- [Provided material]:
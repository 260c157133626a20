pub mod discovery;
pub mod events;
pub mod handlers;
pub mod models;
pub mod progress;
pub mod queue;
pub mod servers;
pub mod transport;

pub use discovery::{Discovery, DiscoveryOptions};
pub use events::{EventDispatcher, JobEvent, JobObserver, LoggingObserver, SubscriptionId};
pub use models::{
    DiscoveredDbFile, Job, JobKind, JobOutcome, JobStatus, LogEvent, LogLevel, ProgressEvent,
    TransferResult,
};
pub use progress::ProgressTracker;
pub use queue::{
    HandlerRegistry, JobCompletion, JobHandler, JobQueue, JobReporter, QueueOptions, QueueStats,
};
pub use servers::{AuthKind, Credentials, PoolKey, ServerConfig, ServerRegistry};
pub use transport::{CommandResult, SshTransport, Transport, TransportOptions};
use chrono::{DateTime, Utc};
use dashmap::DashMap;
use serde::Serialize;
use tokio::sync::{Semaphore, mpsc, watch};
use tokio::task::JoinHandle;
use tokio_util::sync::CancellationToken;
use tracing::{Instrument, debug, error, info, info_span, warn};
use uuid::Uuid;

pub use handler::{HandlerRegistry, JobHandler, parse_payload};
pub use reporter::JobReporter;

use super::events::{EventDispatcher, JobEvent, JobObserver, SubscriptionId};
use super::{Job, JobKind, JobOutcome, JobStatus};
use crate::config::AppConfig;
use crate::db::JobStore;
use crate::error::{JobError, QueueError};

#[derive(Debug, Clone)]
pub struct QueueOptions {
    pub max_concurrent_jobs: usize,
    pub queue_capacity: usize,
    pub recent_jobs_limit: usize,
    pub shutdown_timeout: Duration,
}

impl Default for QueueOptions {
    fn default() -> Self {
        Self {
            max_concurrent_jobs: 4,
            queue_capacity: 1000,
            recent_jobs_limit: 100,
            shutdown_timeout: Duration::from_secs(30),
        }
    }
}

impl From<&AppConfig> for QueueOptions {
    fn from(config: &AppConfig) -> Self {
        Self {
            max_concurrent_jobs: config.max_concurrent_jobs,
            queue_capacity: config.queue_capacity,
            recent_jobs_limit: config.recent_jobs_limit,
            shutdown_timeout: config.shutdown_timeout(),
        }
    }
}

/// Snapshot of queue occupancy for status views.
#[derive(Debug, Clone, Serialize)]
pub struct QueueStats {
    pub workers: usize,
    pub queued: usize,
    pub running: usize,
    pub capacity: usize,
    pub shutting_down: bool,
}

/// Resolves once a job reaches a terminal state.
pub enum JobCompletion {
    Ready(JobOutcome),
    Pending(watch::Receiver<Option<JobOutcome>>),
}

impl JobCompletion {
    pub async fn wait(self) -> JobOutcome {
        match self {
            Self::Ready(outcome) => outcome,
            Self::Pending(mut rx) => {
                let resolved = match rx.wait_for(Option::is_some).await {
                    Ok(value) => (*value).clone(),
                    Err(_) => None,
                };
                // Sender dropped without an outcome only happens on teardown
                resolved.unwrap_or(JobOutcome::Cancelled)
            }
        }
    }
}

fn outcome_of(job: &Job) -> Option<JobOutcome> {
    match job.status {
        JobStatus::Completed => Some(JobOutcome::Completed),
        JobStatus::Failed => Some(JobOutcome::Failed(job.error.clone().unwrap_or_default())),
        JobStatus::Cancelled => Some(JobOutcome::Cancelled),
        JobStatus::Queued | JobStatus::Running => None,
    }
}

struct WorkItem {
    id: String,
    kind: JobKind,
    payload: serde_json::Value,
    enqueued_at: DateTime<Utc>,
    cancel: CancellationToken,
}

/// Tracking for a job that is queued or running.
struct Registration {
    cancel: CancellationToken,
    outcome: watch::Sender<Option<JobOutcome>>,
}

impl Registration {
    /// First outcome wins.
    fn resolve(&self, outcome: JobOutcome) {
        self.outcome.send_if_modified(|current| {
            if current.is_none() {
                *current = Some(outcome);
                true
            } else {
                false
            }
        });
    }
}

pub(crate) struct QueueInner {
    jobs: DashMap<String, Job>,
    active: DashMap<String, Registration>,
    store: Arc<dyn JobStore>,
    handlers: HandlerRegistry,
    dispatcher: EventDispatcher,
    permits: Arc<Semaphore>,
    intake: Mutex<Option<mpsc::Sender<WorkItem>>>,
    receiver: tokio::sync::Mutex<mpsc::Receiver<WorkItem>>,
    shutdown: CancellationToken,
    options: QueueOptions,
}

pub struct JobQueue {
    inner: Arc<QueueInner>,
    workers: Mutex<Vec<JoinHandle<()>>>,
}

impl JobQueue {
    /// Create the queue and start its workers. Must be called from within a
    /// Tokio runtime.
    pub fn new(options: QueueOptions, store: Arc<dyn JobStore>, handlers: HandlerRegistry) -> Self {
        let worker_count = options.max_concurrent_jobs.max(1);
        let (tx, rx) = mpsc::channel(options.queue_capacity.max(1));

        let inner = Arc::new(QueueInner {
            jobs: DashMap::new(),
            active: DashMap::new(),
            store,
            handlers,
            dispatcher: EventDispatcher::new(),
            permits: Arc::new(Semaphore::new(worker_count)),
            intake: Mutex::new(Some(tx)),
            receiver: tokio::sync::Mutex::new(rx),
            shutdown: CancellationToken::new(),
            options,
        });

        let workers = (0..worker_count)
            .map(|n| {
                let inner = inner.clone();
                tokio::spawn(
                    async move { inner.worker_loop(n).await }
                        .instrument(info_span!("worker", worker = n)),
                )
            })
            .collect();

        info!(workers = worker_count, capacity = inner.options.queue_capacity, "Job queue started");

        Self {
            inner,
            workers: Mutex::new(workers),
        }
    }

    pub async fn enqueue(
        &self,
        kind: JobKind,
        name: impl Into<String>,
        payload: serde_json::Value,
    ) -> Result<String, QueueError> {
        self.enqueue_correlated(kind, name, payload, None).await
    }

    /// Enqueue a job linked to a causing entity. Blocks while the queue is
    /// full.
    pub async fn enqueue_correlated(
        &self,
        kind: JobKind,
        name: impl Into<String>,
        payload: serde_json::Value,
        correlation_id: Option<String>,
    ) -> Result<String, QueueError> {
        let inner = &self.inner;
        if inner.shutdown.is_cancelled() {
            return Err(QueueError::ShuttingDown);
        }
        if !inner.handlers.contains(kind) {
            return Err(QueueError::NoHandler(kind));
        }
        let Some(tx) = inner.intake_sender() else {
            return Err(QueueError::ShuttingDown);
        };

        let id = Uuid::now_v7().to_string();
        let job = Job::new(id.clone(), kind, name, correlation_id);
        inner.jobs.insert(id.clone(), job.clone());
        inner.persist(&job).await;

        let cancel = CancellationToken::new();
        let (outcome, _) = watch::channel(None);
        inner.active.insert(
            id.clone(),
            Registration {
                cancel: cancel.clone(),
                outcome,
            },
        );

        let item = WorkItem {
            id: id.clone(),
            kind,
            payload,
            enqueued_at: job.created_at,
            cancel,
        };

        let sent = tokio::select! {
            res = tx.send(item) => res.is_ok(),
            _ = inner.shutdown.cancelled() => false,
        };
        if !sent {
            inner.finish(&id, JobOutcome::Cancelled).await;
            return Err(QueueError::ShuttingDown);
        }

        debug!(job_id = %id, %kind, "Job enqueued");
        Ok(id)
    }

    /// Request cancellation. Returns false when the job is unknown or
    /// already terminal.
    pub async fn cancel(&self, job_id: &str) -> bool {
        let inner = &self.inner;
        let Some(token) = inner.active.get(job_id).map(|r| r.cancel.clone()) else {
            return false;
        };
        token.cancel();

        if let Some(job) = inner.transition(job_id, Job::cancelled) {
            info!(job_id, "Job cancellation requested");
            inner.persist(&job).await;
            inner.dispatcher.publish(JobEvent::Cancelled(job));
            if let Some(reg) = inner.active.get(job_id) {
                reg.resolve(JobOutcome::Cancelled);
            }
        }
        true
    }

    pub async fn get_job(&self, job_id: &str) -> Option<Job> {
        if let Some(job) = self.inner.jobs.get(job_id) {
            return Some(job.clone());
        }
        match self.inner.store.load_job(job_id).await {
            Ok(job) => job,
            Err(e) => {
                warn!(job_id, error = %e, "Failed to load job");
                None
            }
        }
    }

    /// Recent jobs, newest first. Cached state overrides stored state.
    pub async fn list_jobs(&self) -> Vec<Job> {
        let limit = self.inner.options.recent_jobs_limit;
        let mut by_id: HashMap<String, Job> = match self.inner.store.list_recent_jobs(limit).await
        {
            Ok(jobs) => jobs.into_iter().map(|j| (j.id.clone(), j)).collect(),
            Err(e) => {
                warn!(error = %e, "Failed to list stored jobs");
                HashMap::new()
            }
        };
        for entry in self.inner.jobs.iter() {
            by_id.insert(entry.key().clone(), entry.value().clone());
        }

        let mut jobs: Vec<Job> = by_id.into_values().collect();
        sort_newest_first(&mut jobs);
        jobs.truncate(limit);
        jobs
    }

    /// Queued and running jobs, newest first.
    pub fn list_active_jobs(&self) -> Vec<Job> {
        let mut jobs: Vec<Job> = self
            .inner
            .jobs
            .iter()
            .filter(|e| e.status.is_active())
            .map(|e| e.value().clone())
            .collect();
        sort_newest_first(&mut jobs);
        jobs
    }

    pub fn subscribe(&self, observer: Arc<dyn JobObserver>) -> SubscriptionId {
        self.inner.dispatcher.subscribe(observer)
    }

    pub fn unsubscribe(&self, id: SubscriptionId) -> bool {
        self.inner.dispatcher.unsubscribe(id)
    }

    /// Completion handle for `job_id`, or None if the job is unknown.
    pub async fn completion(&self, job_id: &str) -> Option<JobCompletion> {
        if let Some(reg) = self.inner.active.get(job_id) {
            return Some(JobCompletion::Pending(reg.outcome.subscribe()));
        }
        let job = self.get_job(job_id).await?;
        // Registration is removed just after the terminal transition
        Some(match outcome_of(&job) {
            Some(outcome) => JobCompletion::Ready(outcome),
            None => JobCompletion::Ready(JobOutcome::Cancelled),
        })
    }

    pub fn stats(&self) -> QueueStats {
        let (queued, running) = self.inner.jobs.iter().fold((0, 0), |(q, r), e| match e.status {
            JobStatus::Queued => (q + 1, r),
            JobStatus::Running => (q, r + 1),
            _ => (q, r),
        });
        QueueStats {
            workers: self.inner.options.max_concurrent_jobs.max(1),
            queued,
            running,
            capacity: self.inner.options.queue_capacity,
            shutting_down: self.inner.shutdown.is_cancelled(),
        }
    }

    /// Stop intake, let in-flight jobs drain for up to the configured
    /// timeout, then cancel whatever is still registered.
    pub async fn shutdown(&self) {
        let inner = &self.inner;
        if inner.shutdown.is_cancelled() {
            return;
        }
        info!("Job queue shutting down");
        inner.shutdown.cancel();
        inner.lock_intake().take();

        let mut workers = std::mem::take(&mut *self.lock_workers());
        let drain = async {
            for handle in workers.iter_mut() {
                if let Err(e) = handle.await {
                    error!(error = %e, "Worker task ended abnormally");
                }
            }
        };
        if tokio::time::timeout(inner.options.shutdown_timeout, drain)
            .await
            .is_err()
        {
            warn!(
                timeout_secs = inner.options.shutdown_timeout.as_secs(),
                "Workers did not drain in time, cancelling remaining jobs"
            );
        }

        let remaining: Vec<String> = inner.active.iter().map(|e| e.key().clone()).collect();
        for id in remaining {
            if let Some(reg) = inner.active.get(&id) {
                reg.cancel.cancel();
            }
            inner.finish(&id, JobOutcome::Cancelled).await;
        }

        for handle in &workers {
            handle.abort();
        }
        info!("Job queue stopped");
    }

    fn lock_workers(&self) -> std::sync::MutexGuard<'_, Vec<JoinHandle<()>>> {
        self.workers
            .lock()
            .unwrap_or_else(|poisoned| poisoned.into_inner())
    }
}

- [What to produce]:
How many lines of the data contain the word "transition"? Answer with the number alone.

- [Solution below]:
2